FCC will vote next month on media deregulation proposal
FCC Chairman Ajit Pai at an open meeting earlier this year. Photo: Robin Groulx / Axios
The FCC will vote next month on a sweeping media deregulation proposal put forth by the agency's Republican chairman on Wednesday.
Why it matters: It will be the latest victory the FCC has handed the broadcast industry this year. Critics say the agency takes positions that benefit the Trump-friendly Sinclair Broadcast Group that is trying to acquire Tribune stations.
- The proposal would eliminate the ban on owning both a newspaper and a television station in a market, according to FCC Chairman Ajit Pai's opening statement at a Wednesday congressional hearing.
- It would also make it possible for the agency to allow a company to own more than one of the top-four television stations in a market, which is prohibited under current rules.
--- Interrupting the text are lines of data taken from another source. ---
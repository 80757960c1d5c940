//! Daily batch: archive today's gateway CSV drops, convert them to XLSX and
//! load their energy readings into the store.

use std::collections::HashSet;
use std::fmt;
use std::path::{Path, PathBuf};

use chrono::NaiveDate;
use emsdb::{DbRW, EmsDbError, NewReading};
use thiserror::Error;

use crate::config::Config;
use crate::sheet::xlsx::{self, XlsxError};

pub mod archive;
pub mod convert;
pub mod extract;

use convert::{ConvertError, Conversion};
use extract::{ExtractError, RawReading};

#[derive(Error, Debug)]
pub enum BatchError {
    #[error("source folder not found: {}", .0.display())]
    SourceFolderMissing(PathBuf),
    #[error(transparent)]
    Io(#[from] std::io::Error),
}

#[derive(Error, Debug)]
pub enum FileError {
    #[error(transparent)]
    Convert(#[from] ConvertError),
    #[error("cannot read spreadsheet: {0}")]
    Sheet(#[from] XlsxError),
    #[error(transparent)]
    Extract(#[from] ExtractError),
    #[error("store operation failed: {0}")]
    Store(#[from] EmsDbError),
}

#[derive(Clone, Debug, Default, PartialEq)]
pub struct BatchSummary {
    pub copied: usize,
    pub converted: usize,
    pub loaded: usize,
    pub skipped: usize,
    pub failed: usize,
    pub readings: usize,
}

impl fmt::Display for BatchSummary {
    fn fmt(&self, f: &mut fmt::Formatter<'_>) -> fmt::Result {
        write!(
            f,
            "{} copied, {} converted, {} loaded ({} readings), {} skipped, {} failed",
            self.copied, self.converted, self.loaded, self.readings, self.skipped, self.failed
        )
    }
}

fn to_new_reading(reading: &RawReading) -> NewReading<'_> {
    NewReading {
        local_timestamp: Some(reading.local_timestamp.as_str()),
        active_energy_delivered: reading.active_energy_delivered.as_deref(),
        error: reading.error.as_deref(),
    }
}

/// Extract one spreadsheet and append its readings to the store.
///
/// Readings are committed one by one; a failure part way through keeps the
/// ones already inserted. Returns the number of readings inserted.
pub fn process_file(db_path: &Path, xlsx_path: &Path) -> Result<usize, FileError> {
    let sheet = xlsx::load(xlsx_path)?;
    let extraction = extract::extract(&sheet)?;

    let device_id = DbRW::open(db_path)?
        .resolve_or_create_device(&extraction.gateway_name, &extraction.device_name)?;

    let db = DbRW::open(db_path)?;
    let mut inserted = 0;
    for reading in extraction.readings {
        db.insert_reading(device_id, &to_new_reading(&reading))?;
        inserted += 1;
    }
    log::info!(
        "Loaded {} readings for {}/{} from {}",
        inserted,
        extraction.gateway_name,
        extraction.device_name,
        xlsx_path.display()
    );
    Ok(inserted)
}

fn convert_and_load(
    config: &Config,
    csv_path: &Path,
    summary: &mut BatchSummary,
) -> Result<usize, FileError> {
    let conversion = convert::convert(csv_path)?;
    if let Conversion::Created(_) = conversion {
        summary.converted += 1;
    }
    process_file(&config.db_path, conversion.path())
}

/// Run the daily batch for `today`.
///
/// Only a missing source folder or a failure while archiving ends the run;
/// problems with individual files are logged and counted in the summary.
pub fn run_batch(config: &Config, today: NaiveDate) -> Result<BatchSummary, BatchError> {
    let mut summary = BatchSummary::default();

    log::debug!("Discovering files in {}", config.source_dir.display());
    if !config.source_dir.is_dir() {
        return Err(BatchError::SourceFolderMissing(config.source_dir.clone()));
    }

    log::debug!("Archiving files modified on {today}");
    let archive_dir = archive::create_archive_dir(&config.archive_root, today)?;
    let stats = archive::copy_files_modified_on(&config.source_dir, &archive_dir, today)?;
    summary.copied = stats.copied;

    log::debug!("Converting and loading files in {}", archive_dir.display());
    let mut targets = HashSet::new();
    for csv_path in archive::list_csv_files(&archive_dir)? {
        // `a.csv` and `a.CSV` would both convert into `a.xlsx`
        let xlsx_path = convert::xlsx_path_for(&csv_path);
        if !targets.insert(xlsx_path.clone()) {
            log::warn!(
                "Skipping {}: {} is already produced by another file",
                csv_path.display(),
                xlsx_path.display()
            );
            summary.skipped += 1;
            continue;
        }
        match convert_and_load(config, &csv_path, &mut summary) {
            Ok(count) => {
                summary.loaded += 1;
                summary.readings += count;
            }
            Err(FileError::Extract(e)) => {
                log::warn!("Skipping {}: {}", csv_path.display(), e);
                summary.skipped += 1;
            }
            Err(e) => {
                log::error!("Error processing {}: {}", csv_path.display(), e);
                summary.failed += 1;
            }
        }
    }

    log::debug!("Batch done");
    Ok(summary)
}
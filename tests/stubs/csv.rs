pub const SAMPLE_EXPORT: &str = "Gateway Name,
GW1,
Device Name,
DEV1,
Local Time Stamp,TotalDeliveredActiveEnergy (Wh),Error
2024-01-01T00:00,12.5,0
2024-01-01T01:00,13.0,0";

pub const MISSING_ERROR_COLUMN: &str = "Gateway Name,
GW9,
Device Name,
DEV9,
Local Time Stamp,TotalDeliveredActiveEnergy (Wh)
2024-01-01T00:00,12.5
";
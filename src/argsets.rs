use std::path::PathBuf;

use chrono::NaiveDate;
use ems_ingest::Config;

/// Path options accepted by every subcommand; unset ones fall back to the environment.
pub struct ConfigArgs {
    pub source_dir: Option<PathBuf>,
    pub archive_root: Option<PathBuf>,
    pub db_path: Option<PathBuf>,
}

impl ConfigArgs {
    pub fn into_config(self) -> Config {
        Config::from_env().with_overrides(self.source_dir, self.archive_root, self.db_path)
    }
}

pub struct RunArgs {
    pub config: ConfigArgs,
    pub date: Option<NaiveDate>,
}

pub struct ConvertArgs {
    pub csv_path: PathBuf,
}

pub struct LoadArgs {
    pub config: ConfigArgs,
    pub xlsx_path: PathBuf,
}

pub struct DevicesArgs {
    pub config: ConfigArgs,
}
//! HTTP request/response value types and the client trait.

use serde::Serialize;
use serde::de::DeserializeOwned;

use super::HttpError;

/// An HTTP request to be sent through an [`HttpClient`].
#[derive(Debug, Clone)]
pub struct HttpRequest {
    /// HTTP method
    pub method: http::Method,
    /// Target URL
    pub url: url::Url,
    /// Headers to send
    pub headers: http::HeaderMap,
    /// Optional request body
    pub body: Option<Vec<u8>>,
}

impl HttpRequest {
    /// Creates a request with no headers and no body.
    #[must_use]
    pub fn new(method: http::Method, url: url::Url) -> Self {
        Self {
            method,
            url,
            headers: http::HeaderMap::new(),
            body: None,
        }
    }

    /// Creates a GET request.
    #[must_use]
    pub fn get(url: url::Url) -> Self {
        Self::new(http::Method::GET, url)
    }

    /// Creates a POST request.
    #[must_use]
    pub fn post(url: url::Url) -> Self {
        Self::new(http::Method::POST, url)
    }

    /// Creates a PUT request.
    #[must_use]
    pub fn put(url: url::Url) -> Self {
        Self::new(http::Method::PUT, url)
    }

    /// Creates a DELETE request.
    #[must_use]
    pub fn delete(url: url::Url) -> Self {
        Self::new(http::Method::DELETE, url)
    }

    /// Sets the raw request body.
    #[must_use]
    pub fn with_body(mut self, body: Vec<u8>) -> Self {
        self.body = Some(body);
        self
    }

    /// Serializes `value` as the JSON body and sets `Content-Type`.
    ///
    /// # Errors
    ///
    /// Returns the serializer error if `value` cannot be encoded.
    pub fn with_json<T: Serialize + ?Sized>(mut self, value: &T) -> Result<Self, serde_json::Error> {
        self.body = Some(serde_json::to_vec(value)?);
        self.headers.insert(
            http::header::CONTENT_TYPE,
            http::HeaderValue::from_static("application/json"),
        );
        Ok(self)
    }

    /// Appends a header; existing values for the same name are kept.
    #[must_use]
    pub fn with_header(mut self, name: http::HeaderName, value: http::HeaderValue) -> Self {
        self.headers.append(name, value);
        self
    }

    /// Inserts every header from `headers`, replacing same-named values.
    #[must_use]
    pub fn with_headers(mut self, headers: &http::HeaderMap) -> Self {
        for (name, value) in headers {
            self.headers.insert(name, value.clone());
        }
        self
    }
}

/// A fully buffered HTTP response.
#[derive(Debug, Clone)]
pub struct HttpResponse {
    /// Status code
    pub status: http::StatusCode,
    /// Response headers
    pub headers: http::HeaderMap,
    /// Response body
    pub body: Vec<u8>,
}

impl HttpResponse {
    /// Creates a response.
    #[must_use]
    pub const fn new(status: http::StatusCode, headers: http::HeaderMap, body: Vec<u8>) -> Self {
        Self {
            status,
            headers,
            body,
        }
    }

    /// Returns true for 2xx statuses.
    #[must_use]
    pub fn is_success(&self) -> bool {
        self.status.is_success()
    }

    /// Returns the body as UTF-8 text, if valid.
    #[must_use]
    pub fn body_text(&self) -> Option<&str> {
        std::str::from_utf8(&self.body).ok()
    }

    /// Decodes the body as JSON.
    ///
    /// # Errors
    ///
    /// Returns the deserializer error if the body is not valid JSON for `T`.
    pub fn json<T: DeserializeOwned>(&self) -> Result<T, serde_json::Error> {
        serde_json::from_slice(&self.body)
    }
}

/// Trait for making HTTP requests.
///
/// Implemented by [`ReqwestClient`] in production and by hand-written mocks
/// in tests.
///
/// [`ReqwestClient`]: super::ReqwestClient
pub trait HttpClient: Send + Sync {
    /// Sends a request and returns the buffered response.
    ///
    /// Non-2xx statuses are returned as responses, not errors.
    ///
    /// # Errors
    ///
    /// Returns [`HttpError`] when the request cannot be delivered or times
    /// out, or when the URL is unusable.
    fn request(
        &self,
        req: HttpRequest,
    ) -> impl std::future::Future<Output = Result<HttpResponse, HttpError>> + Send;
}
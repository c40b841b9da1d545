//! Command execution.
//!
//! Loads the desired state, builds the control plane and reconciler from
//! validated configuration, runs one command, and prints its outcome.

use thiserror::Error;
use tokio::signal;
use tokio_util::sync::CancellationToken;

use paramsync::apply::Coordinator;
use paramsync::config::{Command, ConfigError, Desired, ValidatedConfig};
use paramsync::plan::Chunk;
use paramsync::reconcile::{Preview, ReconcileError, Reconciler, Report};
use paramsync::remote::{ControlPlane, HttpControlPlane, InMemoryControlPlane, ReqwestClient};
use paramsync::setting::ParameterSet;

#[cfg(test)]
#[path = "run_tests.rs"]
mod tests;

/// Error type for command execution failures.
#[derive(Debug, Error)]
pub enum RunError {
    /// The desired-state file or a required option is invalid.
    #[error(transparent)]
    Config(#[from] ConfigError),

    /// Reconciliation failed.
    #[error(transparent)]
    Reconcile(#[from] ReconcileError),
}

impl RunError {
    /// Returns true if the failure is an input problem rather than a
    /// remote or runtime one.
    #[must_use]
    pub const fn is_config_error(&self) -> bool {
        match self {
            Self::Config(_) => true,
            Self::Reconcile(e) => e.is_invalid_configuration(),
        }
    }
}

/// Executes one command.
///
/// Ctrl+C cancels the running pass: no further call is started and any
/// backoff wait ends early.
///
/// # Errors
///
/// Returns an error if the desired-state file cannot be loaded, the
/// endpoint is missing, or reconciliation fails.
pub async fn execute(command: Command, config: ValidatedConfig) -> Result<(), RunError> {
    let Some(path) = command.desired_path() else {
        return Ok(());
    };
    let desired = Desired::load(path)?;

    let endpoint = if command.needs_remote() {
        Some(config.require_endpoint()?.clone())
    } else {
        None
    };

    let cancel = CancellationToken::new();
    let listener = tokio::spawn(cancel_on_ctrl_c(cancel.clone()));

    let result = if let Some(endpoint) = endpoint {
        tracing::debug!("Using control plane at {endpoint}");
        let plane = HttpControlPlane::new(ReqwestClient::new(), endpoint)
            .with_headers(config.headers.clone());
        run_command(&command, &config, plane, &desired, &cancel).await
    } else {
        tracing::info!(
            "Offline plan: treating '{}' as not yet created",
            desired.parameter_set.name
        );
        run_command(
            &command,
            &config,
            InMemoryControlPlane::new(),
            &desired,
            &cancel,
        )
        .await
    };

    listener.abort();
    result
}

/// Runs `command` against `plane` and prints the outcome to stdout.
async fn run_command<C: ControlPlane>(
    command: &Command,
    config: &ValidatedConfig,
    plane: C,
    desired: &Desired,
    cancel: &CancellationToken,
) -> Result<(), RunError> {
    let reconciler = build_reconciler(plane, config);
    let set = &desired.parameter_set;

    match command {
        Command::Init { .. } => {}
        Command::Plan { .. } => {
            let preview = reconciler.preview(set, cancel).await?;
            print!("{}", render_preview(set, &preview));
        }
        Command::Apply { .. } => {
            let report = reconciler.reconcile(set, cancel).await?;
            print!("{}", render_report(&set.name, &report));
        }
        Command::Destroy { retain, .. } => {
            let retain = *retain || desired.retain_on_destroy;
            let outcome = reconciler.destroy(&set.name, retain, cancel).await?;
            println!("Parameter set '{}' {outcome}", set.name);
        }
    }

    Ok(())
}

fn build_reconciler<C>(plane: C, config: &ValidatedConfig) -> Reconciler<C> {
    let coordinator = Coordinator::new(plane)
        .with_retry_policy(config.retry_policy.clone())
        .with_submit_timeout(Some(config.timeout));

    Reconciler::new(coordinator, config.planner, config.coupling.clone())
}

/// Formats a plan for display.
fn render_preview(set: &ParameterSet, preview: &Preview) -> String {
    if preview.is_empty() {
        return format!("No changes for '{}'\n", set.name);
    }

    let mut lines = vec![format!("Plan for '{}' ({}):", set.name, set.family)];
    if !preview.exists {
        lines.push("  create parameter set".to_string());
    }

    let total = preview.set_chunks.len();
    for (i, chunk) in preview.set_chunks.iter().enumerate() {
        lines.push(format!("  set chunk {}/{total}{}", i + 1, describe_chunk(chunk)));
    }

    let total = preview.reset_chunks.len();
    for (i, chunk) in preview.reset_chunks.iter().enumerate() {
        lines.push(format!("  reset batch {}/{total}{}", i + 1, describe_chunk(chunk)));
    }

    let restart: Vec<String> = preview
        .set_chunks
        .iter()
        .flat_map(|chunk| chunk.pending_reboot())
        .map(|setting| setting.name.to_string())
        .collect();
    if !restart.is_empty() {
        lines.push(format!("  restart required for: {}", restart.join(", ")));
    }

    lines.join("\n") + "\n"
}

fn describe_chunk(chunk: &Chunk) -> String {
    let names: Vec<&str> = chunk.names().map(|name| name.as_str()).collect();
    let marker = if chunk.is_oversized() {
        " [oversized]"
    } else {
        ""
    };
    format!("{marker}: {}", names.join(", "))
}

/// Formats the outcome of an apply for display.
fn render_report(resource: &str, report: &Report) -> String {
    if report.is_noop() {
        return format!("'{resource}' is up to date\n");
    }

    let mut lines = Vec::new();
    if report.created {
        lines.push(format!("Created parameter set '{resource}'"));
    }
    lines.push(format!(
        "Set {} setting(s) in {} chunk(s), reset {} setting(s) in {} batch(es)",
        report.set.settings, report.set.chunks, report.reset.settings, report.reset.chunks
    ));
    if !report.set.oversized.is_empty() {
        let indices: Vec<String> = report
            .set
            .oversized
            .iter()
            .map(|i| (i + 1).to_string())
            .collect();
        lines.push(format!("Oversized chunk(s): {}", indices.join(", ")));
    }
    if report.requires_restart() {
        let names: Vec<&str> = report.pending_reboot().map(|name| name.as_str()).collect();
        lines.push(format!("Restart required for: {}", names.join(", ")));
    }

    lines.join("\n") + "\n"
}

/// Cancels `cancel` when Ctrl+C is received.
async fn cancel_on_ctrl_c(cancel: CancellationToken) {
    match signal::ctrl_c().await {
        Ok(()) => {
            tracing::warn!("Interrupt received, stopping after the call in flight");
            cancel.cancel();
        }
        Err(e) => tracing::warn!("Failed to install Ctrl+C handler: {e}"),
    }
}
- The proposal also eliminates other media rules, including cross-ownership regulations for radio and television stations. A draft will be released on Thursday.
The bigger picture: Pai's critics say actions like this will encourage more media consolidation. Earlier this year he made a change that removed a hinderance for Sinclair's later-announced merger with Tribune, and on Tuesday the agency voted to eliminate another regulation that required broadcast stations to keep a primary studio in the community they serve.
Worth noting: Democratic lawmakers also sharply criticized Pai on Wednesday for what they say was a tepid response to President Trump's tweeted suggestion that broadcast licenses for NBC stations should be challenged.